• _WHAT IS EXPECTED_
Please report how many lines of the data include the word "least", with the number as the entire reply.

• _GIVEN DATA_

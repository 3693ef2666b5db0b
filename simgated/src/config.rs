// SPDX-License-Identifier: AGPL-3.0-only
// Copyright (C) 2026 Alex Sizykh

use anyhow::{Context, Result};
use serde::Deserialize;
use std::{
    fs,
    net::SocketAddr,
    path::{Path, PathBuf},
    time::Duration,
};

use crate::adapters::container::DEFAULT_BASE_IMAGE;
use crate::app::settings::{MonitorSettings, SchedulerSettings};
use crate::app::types::AllowList;

const APP_DIR_NAME: &str = "simgate";
const CONFIG_FILE_NAME: &str = "simgate.toml";
const CONFIG_ENV_VAR: &str = "SIMGATE_CONFIG_PATH";
const DATABASE_FILE_NAME: &str = "simgate.sqlite";
const DEFAULT_JOB_CHECK_INTERVAL_SECS: u64 = 5;
const DEFAULT_EVENT_ADDR: &str = "127.0.0.1:50056";

#[derive(Debug, Default, Deserialize)]
#[serde(deny_unknown_fields)]
struct FileConfig {
    database_path: Option<String>,
    job_check_interval_secs: Option<u64>,
    event_addr: Option<String>,
    verbose: Option<bool>,
    #[serde(default)]
    ssh: SshSection,
    #[serde(default)]
    slurm: SlurmSection,
    #[serde(default)]
    dispatch: DispatchSection,
    #[serde(default)]
    bus: BusSection,
}

#[derive(Debug, Clone, PartialEq, Eq, Deserialize)]
#[serde(default, deny_unknown_fields)]
pub struct SshSection {
    pub host: String,
    pub port: u16,
    pub username: String,
    pub identity_path: Option<String>,
    pub known_hosts_path: Option<String>,
    pub keepalive_secs: u64,
}

impl Default for SshSection {
    fn default() -> Self {
        Self {
            host: String::new(),
            port: 22,
            username: String::new(),
            identity_path: None,
            known_hosts_path: None,
            keepalive_secs: 30,
        }
    }
}

#[derive(Debug, Clone, PartialEq, Eq, Deserialize)]
#[serde(default, deny_unknown_fields)]
pub struct SlurmSection {
    pub partition: String,
    pub qos: Option<String>,
    pub time_limit: String,
    pub cpus_per_task: u32,
    pub memory: String,
    pub sim_base_path: String,
    pub image_base_path: String,
    pub sbatch_base_path: String,
    pub log_base_path: String,
}

impl Default for SlurmSection {
    fn default() -> Self {
        let settings = SchedulerSettings::default();
        Self {
            partition: settings.partition,
            qos: settings.qos,
            time_limit: settings.time_limit,
            cpus_per_task: settings.cpus_per_task,
            memory: settings.memory,
            sim_base_path: settings.sim_base_path,
            image_base_path: settings.image_base_path,
            sbatch_base_path: settings.sbatch_base_path,
            log_base_path: settings.log_base_path,
        }
    }
}

#[derive(Debug, Clone, PartialEq, Eq, Deserialize)]
#[serde(default, deny_unknown_fields)]
pub struct DispatchSection {
    pub wait_timeout_secs: u64,
    pub max_wait_iterations: u32,
    pub allow_list: Vec<String>,
    pub base_image: String,
}

impl Default for DispatchSection {
    fn default() -> Self {
        Self {
            wait_timeout_secs: 60,
            max_wait_iterations: 30,
            allow_list: Vec::new(),
            base_image: DEFAULT_BASE_IMAGE.to_string(),
        }
    }
}

#[derive(Debug, Clone, PartialEq, Eq, Deserialize)]
#[serde(default, deny_unknown_fields)]
pub struct BusSection {
    pub worker_event_subject: String,
}

impl Default for BusSection {
    fn default() -> Self {
        Self {
            worker_event_subject: MonitorSettings::default().worker_event_subject,
        }
    }
}

#[derive(Debug)]
pub struct Config {
    pub database_path: PathBuf,
    pub job_check_interval_secs: u64,
    pub event_addr: SocketAddr,
    pub verbose: bool,
    #[allow(dead_code)]
    pub config_path: Option<PathBuf>,
    pub ssh: SshSection,
    pub slurm: SlurmSection,
    pub dispatch: DispatchSection,
    pub bus: BusSection,
}

impl Config {
    pub fn scheduler_settings(&self) -> SchedulerSettings {
        let slurm = self.slurm.clone();
        SchedulerSettings {
            partition: slurm.partition,
            qos: slurm.qos,
            time_limit: slurm.time_limit,
            cpus_per_task: slurm.cpus_per_task,
            memory: slurm.memory,
            sim_base_path: slurm.sim_base_path,
            image_base_path: slurm.image_base_path,
            sbatch_base_path: slurm.sbatch_base_path,
            log_base_path: slurm.log_base_path,
        }
    }

    pub fn monitor_settings(&self) -> MonitorSettings {
        MonitorSettings {
            poll_interval: Duration::from_secs(self.job_check_interval_secs),
            worker_event_subject: self.bus.worker_event_subject.clone(),
            wait_timeout: Duration::from_secs(self.dispatch.wait_timeout_secs),
            max_wait_iterations: self.dispatch.max_wait_iterations,
        }
    }

    pub fn allow_list(&self) -> AllowList {
        AllowList::new(&self.dispatch.allow_list)
    }
}

#[derive(Debug, Clone, Copy, PartialEq, Eq)]
pub enum ConfigSource {
    Override,
    Env,
    ConfigFile,
    Default,
}

impl ConfigSource {
    pub fn as_str(self) -> &'static str {
        match self {
            ConfigSource::Override => "override",
            ConfigSource::Env => "env",
            ConfigSource::ConfigFile => "config",
            ConfigSource::Default => "default",
        }
    }
}

#[derive(Debug)]
pub struct ConfigValue<T> {
    pub value: T,
    pub source: ConfigSource,
}

#[derive(Debug)]
pub struct ConfigReport {
    pub config_path: Option<PathBuf>,
    pub config_path_source: Option<ConfigSource>,
    pub config_file_present: bool,
    pub database_path: ConfigValue<PathBuf>,
    pub job_check_interval_secs: ConfigValue<u64>,
    pub event_addr: ConfigValue<SocketAddr>,
    pub verbose: ConfigValue<bool>,
}

#[derive(Debug)]
pub struct LoadResult {
    pub config: Config,
    pub report: ConfigReport,
}

#[derive(Debug, Default)]
pub struct Overrides {
    pub database_path: Option<PathBuf>,
    pub job_check_interval_secs: Option<u64>,
    pub event_addr: Option<SocketAddr>,
    pub verbose: Option<bool>,
}

#[allow(dead_code)]
pub fn load(config_path_override: Option<PathBuf>, overrides: Overrides) -> Result<Config> {
    Ok(load_with_report(config_path_override, overrides)?.config)
}

/// Picks the first value present, in precedence order.
fn pick<T>(override_value: Option<T>, file_value: Option<T>, default: T) -> (T, ConfigSource) {
    match (override_value, file_value) {
        (Some(value), _) => (value, ConfigSource::Override),
        (None, Some(value)) => (value, ConfigSource::ConfigFile),
        (None, None) => (default, ConfigSource::Default),
    }
}

pub fn load_with_report(
    config_path_override: Option<PathBuf>,
    overrides: Overrides,
) -> Result<LoadResult> {
    let (config_path, config_path_source, required) = match config_path_override {
        Some(path) => (Some(expand_path(path)), Some(ConfigSource::Override), true),
        None => match config_path_from_env()? {
            Some(path) => (Some(expand_path(path)), Some(ConfigSource::Env), true),
            None => match default_config_path().ok() {
                Some(path) => (Some(path), Some(ConfigSource::Default), false),
                None => (None, None, false),
            },
        },
    };
    let config_file_present = config_path
        .as_deref()
        .map(|path| path.exists())
        .unwrap_or(false);

    let file_config = match config_path.as_deref() {
        Some(path) => read_config_file(path, required)?,
        None => FileConfig::default(),
    };
    let base_dir = config_path.as_deref().and_then(|path| path.parent());

    let (database_path, database_source) = match overrides.database_path {
        Some(path) => (expand_path(path), ConfigSource::Override),
        None => match file_config.database_path.as_deref() {
            Some(raw) => (resolve_path(raw, base_dir), ConfigSource::ConfigFile),
            None => (
                default_database_path().with_context(|| {
                    "failed to resolve default database path; specify --database-path or set database_path in the config file"
                })?,
                ConfigSource::Default,
            ),
        },
    };

    let file_event_addr = file_config
        .event_addr
        .as_deref()
        .map(|raw| {
            raw.trim()
                .parse::<SocketAddr>()
                .with_context(|| format!("invalid event_addr '{raw}'"))
        })
        .transpose()?;
    let default_event_addr: SocketAddr = DEFAULT_EVENT_ADDR
        .parse()
        .context("invalid built-in event address")?;
    let (event_addr, event_addr_source) =
        pick(overrides.event_addr, file_event_addr, default_event_addr);

    let (verbose, verbose_source) = pick(overrides.verbose, file_config.verbose, false);
    let (job_check_interval_secs, job_check_interval_source) = pick(
        overrides.job_check_interval_secs,
        file_config.job_check_interval_secs,
        DEFAULT_JOB_CHECK_INTERVAL_SECS,
    );
    if job_check_interval_secs == 0 {
        anyhow::bail!("job_check_interval_secs must be at least 1");
    }

    let dispatch = file_config.dispatch;
    if dispatch.wait_timeout_secs == 0 {
        anyhow::bail!("dispatch.wait_timeout_secs must be at least 1");
    }
    if dispatch.max_wait_iterations == 0 {
        anyhow::bail!("dispatch.max_wait_iterations must be at least 1");
    }

    let mut ssh = file_config.ssh;
    ssh.identity_path = ssh
        .identity_path
        .as_deref()
        .map(|raw| resolve_path(raw, base_dir).to_string_lossy().into_owned());
    ssh.known_hosts_path = ssh
        .known_hosts_path
        .as_deref()
        .map(|raw| resolve_path(raw, base_dir).to_string_lossy().into_owned());

    let config = Config {
        database_path,
        job_check_interval_secs,
        event_addr,
        verbose,
        config_path: config_path.clone(),
        ssh,
        slurm: file_config.slurm,
        dispatch,
        bus: file_config.bus,
    };

    let report = ConfigReport {
        config_path,
        config_path_source,
        config_file_present,
        database_path: ConfigValue {
            value: config.database_path.clone(),
            source: database_source,
        },
        job_check_interval_secs: ConfigValue {
            value: config.job_check_interval_secs,
            source: job_check_interval_source,
        },
        event_addr: ConfigValue {
            value: config.event_addr,
            source: event_addr_source,
        },
        verbose: ConfigValue {
            value: config.verbose,
            source: verbose_source,
        },
    };

    Ok(LoadResult { config, report })
}

pub fn ensure_database_dir(path: &Path) -> Result<()> {
    if let Some(parent) = path.parent().filter(|p| !p.as_os_str().is_empty()) {
        fs::create_dir_all(parent)
            .with_context(|| format!("failed to create database directory {}", parent.display()))?;
    }
    Ok(())
}

fn read_config_file(path: &Path, required: bool) -> Result<FileConfig> {
    if !path.exists() {
        if required {
            anyhow::bail!("config file not found at {}", path.display());
        }
        return Ok(FileConfig::default());
    }

    let contents = fs::read_to_string(path)
        .with_context(|| format!("failed to read config file {}", path.display()))?;
    toml::from_str(&contents)
        .with_context(|| format!("failed to parse config file {}", path.display()))
}

fn resolve_path(raw: &str, base_dir: Option<&Path>) -> PathBuf {
    let expanded = shellexpand::tilde(raw);
    let path = PathBuf::from(expanded.as_ref());
    if path.is_absolute() {
        return path;
    }
    match base_dir {
        Some(dir) => dir.join(path),
        None => path,
    }
}

fn expand_path(path: PathBuf) -> PathBuf {
    let path_string = path.to_string_lossy().to_string();
    let expanded = shellexpand::tilde(&path_string);
    PathBuf::from(expanded.as_ref())
}

fn config_path_from_env() -> Result<Option<PathBuf>> {
    match std::env::var_os(CONFIG_ENV_VAR) {
        Some(value) => {
            if value.is_empty() {
                anyhow::bail!("{CONFIG_ENV_VAR} is set but empty");
            }
            Ok(Some(PathBuf::from(value)))
        }
        None => Ok(None),
    }
}

fn default_config_path() -> Result<PathBuf> {
    let base = dirs::config_dir().context("failed to resolve config directory")?;
    Ok(base.join(APP_DIR_NAME).join(CONFIG_FILE_NAME))
}

fn default_database_path() -> Result<PathBuf> {
    let base = dirs::data_dir().context("failed to resolve data directory")?;
    Ok(base.join(APP_DIR_NAME).join(DATABASE_FILE_NAME))
}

• _TASK SOLUTION_
3